For F, you can maintain a 2D DP array where $$$dp_{i, x}$$$ stores the maximum coop value among the first $$$i$$$ groups only at most $$$x$$$ people can be used from group $$$i$$$. To calculate this, let $$$c_{i, x}$$$ be the maximum coop value we can get in the first $$$i$$$ groups if exactly $$$\min(a_{i-1}, x)$$$ people are used from group $$$i$$$. This can be calculated simply: $$$c_{i, x} = \min(P_i, P_{i-1})\times\min(a_{i-1}, x) + dp_{i-1, P_{i-1} - \min(x, P_{i-1})}$$$. Once $$$c$$$ is calculated, $$$dp_{i, x} = \max_{0\leq j\leq x}(c_{i, j})$$$, which can be done efficiently by taking prefix maximums.
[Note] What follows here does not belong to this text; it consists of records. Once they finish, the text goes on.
//! Plan system for gate sweeps
//!
//! Plans are declarative generators that yield commands for the
//! [`RunEngine`](crate::run_engine::RunEngine) to execute. A plan does not touch
//! hardware; it describes the order of gate moves, settle waits and detector
//! reads, and the engine carries them out.
//!
//! # Plan Commands
//!
//! - `MoveTo` - set a gate to a value
//! - `Wait` - wait for a duration
//! - `Checkpoint` - safe point where an abort is honoured
//! - `Read` - read a detector
//! - `EmitEvent` - store the collected reads at a point of the dataset
//!
//! # Example
//!
//! ```rust
//! use qdot_tuning::plans::{LineScan, Plan, PlanCommand};
//! use qdot_tuning::sweep::SweepValues;
//!
//! let sweep = SweepValues::new("L", 0.0, -30.0, 10.0, None).unwrap();
//! let mut plan = LineScan::new(sweep).with_detector("keithley1");
//!
//! let moves: Vec<f64> = std::iter::from_fn(|| plan.next_command())
//!     .filter_map(|cmd| match cmd {
//!         PlanCommand::MoveTo { value, .. } => Some(value),
//!         _ => None,
//!     })
//!     .collect();
//! assert_eq!(moves, vec![0.0, -10.0, -20.0]);
//! ```

use std::collections::BTreeMap;

use crate::sweep::SweepValues;

/// Commands that plans yield for the RunEngine to execute
#[derive(Debug, Clone, PartialEq)]
pub enum PlanCommand {
    /// Set a gate to an absolute value
    MoveTo {
        /// Gate to move
        gate: String,
        /// Target value
        value: f64,
    },
    /// Wait for a duration in seconds
    Wait {
        /// Duration in seconds
        seconds: f64,
    },
    /// Checkpoint - safe point for abort
    Checkpoint {
        /// Checkpoint label
        label: String,
    },
    /// Read a value from a detector
    Read {
        /// Detector to read
        detector: String,
    },
    /// Store the reads collected since the last event
    EmitEvent {
        /// Flat (row-major) index of the point in the dataset
        index: usize,
        /// Gate values at the point
        positions: BTreeMap<String, f64>,
    },
}

/// Plan trait - all plans implement this to generate commands
pub trait Plan: Send + Sync {
    /// Plan type identifier (e.g., "line_scan", "grid_scan")
    fn plan_type(&self) -> &str;

    /// Gates that will be moved, outer axis first
    fn movers(&self) -> Vec<String>;

    /// Detectors that will be read
    fn detectors(&self) -> Vec<String>;

    /// Setpoints of every moved gate, outer axis first
    fn setpoints(&self) -> Vec<SweepValues>;

    /// Total number of points in the scan
    fn num_points(&self) -> usize;

    /// Generate the next command, returning None when complete
    fn next_command(&mut self) -> Option<PlanCommand>;
}

/// Line scan - sweep a single gate with one or more detectors
#[derive(Debug, Clone)]
pub struct LineScan {
    sweep: SweepValues,
    detectors: Vec<String>,
    delay: f64,

    // Execution state
    current_point: usize,
    current_step: LineScanStep,
}

#[derive(Debug, Clone, Copy, PartialEq)]
enum LineScanStep {
    Move,
    Settle,
    Checkpoint,
    ReadDetectors { detector_idx: usize },
    EmitEvent,
}

impl LineScan {
    /// Create a new LineScan over explicit sweep values
    pub fn new(sweep: SweepValues) -> Self {
        Self {
            sweep,
            detectors: Vec::new(),
            delay: 0.0,
            current_point: 0,
            current_step: LineScanStep::Move,
        }
    }

    /// Add a detector to the scan
    pub fn with_detector(mut self, detector: &str) -> Self {
        self.detectors.push(detector.to_string());
        self
    }

    /// Add multiple detectors to the scan
    pub fn with_detectors(mut self, detectors: &[String]) -> Self {
        self.detectors.extend(detectors.iter().cloned());
        self
    }

    /// Wait this many seconds after every gate move
    pub fn with_delay(mut self, seconds: f64) -> Self {
        self.delay = seconds;
        self
    }

    fn position_at(&self, point: usize) -> f64 {
        self.sweep.values()[point]
    }
}

impl Plan for LineScan {
    fn plan_type(&self) -> &str {
        "line_scan"
    }

    fn movers(&self) -> Vec<String> {
        vec![self.sweep.gate().to_string()]
    }

    fn detectors(&self) -> Vec<String> {
        self.detectors.clone()
    }

    fn setpoints(&self) -> Vec<SweepValues> {
        vec![self.sweep.clone()]
    }

    fn num_points(&self) -> usize {
        self.sweep.len()
    }

    fn next_command(&mut self) -> Option<PlanCommand> {
        if self.current_point >= self.sweep.len() {
            return None;
        }

        let cmd = match self.current_step {
            LineScanStep::Move => {
                self.current_step = if self.delay > 0.0 {
                    LineScanStep::Settle
                } else {
                    LineScanStep::Checkpoint
                };
                PlanCommand::MoveTo {
                    gate: self.sweep.gate().to_string(),
                    value: self.position_at(self.current_point),
                }
            }
            LineScanStep::Settle => {
                self.current_step = LineScanStep::Checkpoint;
                PlanCommand::Wait {
                    seconds: self.delay,
                }
            }
            LineScanStep::Checkpoint => {
                self.current_step = LineScanStep::ReadDetectors { detector_idx: 0 };
                PlanCommand::Checkpoint {
                    label: format!("point_{}", self.current_point),
                }
            }
            LineScanStep::ReadDetectors { detector_idx } => {
                if let Some(det) = self.detectors.get(detector_idx) {
                    self.current_step = LineScanStep::ReadDetectors {
                        detector_idx: detector_idx + 1,
                    };
                    PlanCommand::Read {
                        detector: det.clone(),
                    }
                } else {
                    self.current_step = LineScanStep::EmitEvent;
                    return self.next_command();
                }
            }
            LineScanStep::EmitEvent => {
                let mut positions = BTreeMap::new();
                positions.insert(
                    self.sweep.gate().to_string(),
                    self.position_at(self.current_point),
                );
                let index = self.current_point;

                self.current_point += 1;
                self.current_step = LineScanStep::Move;

                PlanCommand::EmitEvent { index, positions }
            }
        };

        Some(cmd)
    }
}

/// Grid scan - step one gate and sweep another in raster order
///
/// For every outer value the inner sweep restarts from its first value.
#[derive(Debug, Clone)]
pub struct GridScan {
    outer: SweepValues,
    inner: SweepValues,
    detectors: Vec<String>,
    delay: f64,

    // Execution state
    outer_idx: usize,
    inner_idx: usize,
    current_step: GridScanStep,
}

#[derive(Debug, Clone, Copy, PartialEq)]
enum GridScanStep {
    MoveOuter,
    SettleOuter,
    MoveInner,
    SettleInner,
    Checkpoint,
    ReadDetectors { detector_idx: usize },
    EmitEvent,
}

impl GridScan {
    /// Create a grid scan stepping `outer` and sweeping `inner`
    pub fn new(outer: SweepValues, inner: SweepValues) -> Self {
        Self {
            outer,
            inner,
            detectors: Vec::new(),
            delay: 0.0,
            outer_idx: 0,
            inner_idx: 0,
            current_step: GridScanStep::MoveOuter,
        }
    }

    /// Add a detector to the scan
    pub fn with_detector(mut self, detector: &str) -> Self {
        self.detectors.push(detector.to_string());
        self
    }

    /// Add multiple detectors to the scan
    pub fn with_detectors(mut self, detectors: &[String]) -> Self {
        self.detectors.extend(detectors.iter().cloned());
        self
    }

    /// Wait this many seconds after every gate move, on both axes
    pub fn with_delay(mut self, seconds: f64) -> Self {
        self.delay = seconds;
        self
    }

    fn settle_or(&self, next: GridScanStep, settle: GridScanStep) -> GridScanStep {
        if self.delay > 0.0 {
            settle
        } else {
            next
        }
    }
}

impl Plan for GridScan {
    fn plan_type(&self) -> &str {
        "grid_scan"
    }

    fn movers(&self) -> Vec<String> {
        vec![self.outer.gate().to_string(), self.inner.gate().to_string()]
    }

    fn detectors(&self) -> Vec<String> {
        self.detectors.clone()
    }

    fn setpoints(&self) -> Vec<SweepValues> {
        vec![self.outer.clone(), self.inner.clone()]
    }

    fn num_points(&self) -> usize {
        self.outer.len() * self.inner.len()
    }

    fn next_command(&mut self) -> Option<PlanCommand> {
        if self.outer_idx >= self.outer.len() || self.inner.is_empty() {
            return None;
        }

        let cmd = match self.current_step {
            GridScanStep::MoveOuter => {
                self.current_step =
                    self.settle_or(GridScanStep::MoveInner, GridScanStep::SettleOuter);
                PlanCommand::MoveTo {
                    gate: self.outer.gate().to_string(),
                    value: self.outer.values()[self.outer_idx],
                }
            }
            GridScanStep::SettleOuter => {
                self.current_step = GridScanStep::MoveInner;
                PlanCommand::Wait {
                    seconds: self.delay,
                }
            }
            GridScanStep::MoveInner => {
                self.current_step =
                    self.settle_or(GridScanStep::Checkpoint, GridScanStep::SettleInner);
                PlanCommand::MoveTo {
                    gate: self.inner.gate().to_string(),
                    value: self.inner.values()[self.inner_idx],
                }
            }
            GridScanStep::SettleInner => {
                self.current_step = GridScanStep::Checkpoint;
                PlanCommand::Wait {
                    seconds: self.delay,
                }
            }
            GridScanStep::Checkpoint => {
                self.current_step = GridScanStep::ReadDetectors { detector_idx: 0 };
                PlanCommand::Checkpoint {
                    label: format!("point_{}_{}", self.outer_idx, self.inner_idx),
                }
            }
            GridScanStep::ReadDetectors { detector_idx } => {
                if let Some(det) = self.detectors.get(detector_idx) {
                    self.current_step = GridScanStep::ReadDetectors {
                        detector_idx: detector_idx + 1,
                    };
                    PlanCommand::Read {
                        detector: det.clone(),
                    }
                } else {
                    self.current_step = GridScanStep::EmitEvent;
                    return self.next_command();
                }
            }
            GridScanStep::EmitEvent => {
                let mut positions = BTreeMap::new();
                positions.insert(
                    self.outer.gate().to_string(),
                    self.outer.values()[self.outer_idx],
                );
                positions.insert(
                    self.inner.gate().to_string(),
                    self.inner.values()[self.inner_idx],
                );
                let index = self.outer_idx * self.inner.len() + self.inner_idx;

                // Raster pattern: inner axis always restarts from 0
                self.inner_idx += 1;
                if self.inner_idx >= self.inner.len() {
                    self.inner_idx = 0;
                    self.outer_idx += 1;
                    self.current_step = GridScanStep::MoveOuter;
                } else {
                    self.current_step = GridScanStep::MoveInner;
                }

                PlanCommand::EmitEvent { index, positions }
            }
        };

        Some(cmd)
    }
}

#[cfg(test)]
mod tests {
    use super::*;

    fn sweep(gate: &str, start: f64, end: f64, step: f64) -> SweepValues {
        SweepValues::new(gate, start, end, step, None).unwrap()
    }

    #[test]
    fn test_line_scan_commands() {
        let mut plan = LineScan::new(sweep("L", 0.0, -30.0, 10.0))
            .with_detector("keithley1")
            .with_delay(0.1);

        let mut commands = Vec::new();
        while let Some(cmd) = plan.next_command() {
            commands.push(cmd);
        }

        // Each point: Move, Wait, Checkpoint, Read, EmitEvent
        assert_eq!(commands.len(), 15);
        assert_eq!(
            commands[0],
            PlanCommand::MoveTo {
                gate: "L".into(),
                value: 0.0
            }
        );
        assert_eq!(commands[1], PlanCommand::Wait { seconds: 0.1 });
        assert!(matches!(commands[4], PlanCommand::EmitEvent { index: 0, .. }));
    }

    #[test]
    fn test_line_scan_without_delay_skips_wait() {
        let mut plan = LineScan::new(sweep("L", 0.0, -20.0, 10.0));
        let waits = std::iter::from_fn(|| plan.next_command())
            .filter(|c| matches!(c, PlanCommand::Wait { .. }))
            .count();
        assert_eq!(waits, 0);
    }

    #[test]
    fn test_grid_scan_raster_order() {
        let mut plan = GridScan::new(sweep("L", 0.0, -30.0, 10.0), sweep("R", 0.0, -20.0, 10.0))
            .with_detector("keithley1");

        let mut events = Vec::new();
        while let Some(cmd) = plan.next_command() {
            if let PlanCommand::EmitEvent { index, positions } = cmd {
                events.push((index, positions["L"], positions["R"]));
            }
        }

        assert_eq!(plan.num_points(), 6);
        assert_eq!(
            events,
            vec![
                (0, 0.0, 0.0),
                (1, 0.0, -10.0),
                (2, -10.0, 0.0),
                (3, -10.0, -10.0),
                (4, -20.0, 0.0),
                (5, -20.0, -10.0),
            ]
        );
    }

    #[test]
    fn test_grid_scan_settles_both_axes() {
        let mut plan = GridScan::new(sweep("L", 0.0, -10.0, 10.0), sweep("R", 0.0, -20.0, 10.0))
            .with_delay(0.01);
        let waits = std::iter::from_fn(|| plan.next_command())
            .filter(|c| matches!(c, PlanCommand::Wait { .. }))
            .count();
        // one outer settle plus two inner settles
        assert_eq!(waits, 3);
    }
}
The answer will just be $$$dp_{n, a_n}$$$.

For F:
The intuition is that you will decide for a group $$$i$$$ that some $$$j$$$ people that will cooperate with some $$$j$$$ people from group $$$i - 1$$$. This will leave maximum $$$count[i - 1] - j$$$ people to cooperate with the $$$i - 2$$$ group if it exists. This should give you an idea of using a 2D array to store at what group you are going to work at are and how many people from that group to choose.

This code does the same. [submission:256149281].

Since the constraint mentions that the total number of people and groups $$$\le 10^5$$$. Therefore looping over all the people in group is possible as the total iterations are $$$n + \sum_i^n count_i$$$. Also we are only considering $$$i$$$ and $$$i - 1$$$ at any iteration. Therefore, we only use $$$dp$$$ with first dimension 2.

At the end of each iteration of the outer loop($$$i$$$) we copy all elements changed(updation of $$$dp[1]$$$) in the inner loop($$$j$$$) to $$$dp[0]$$$.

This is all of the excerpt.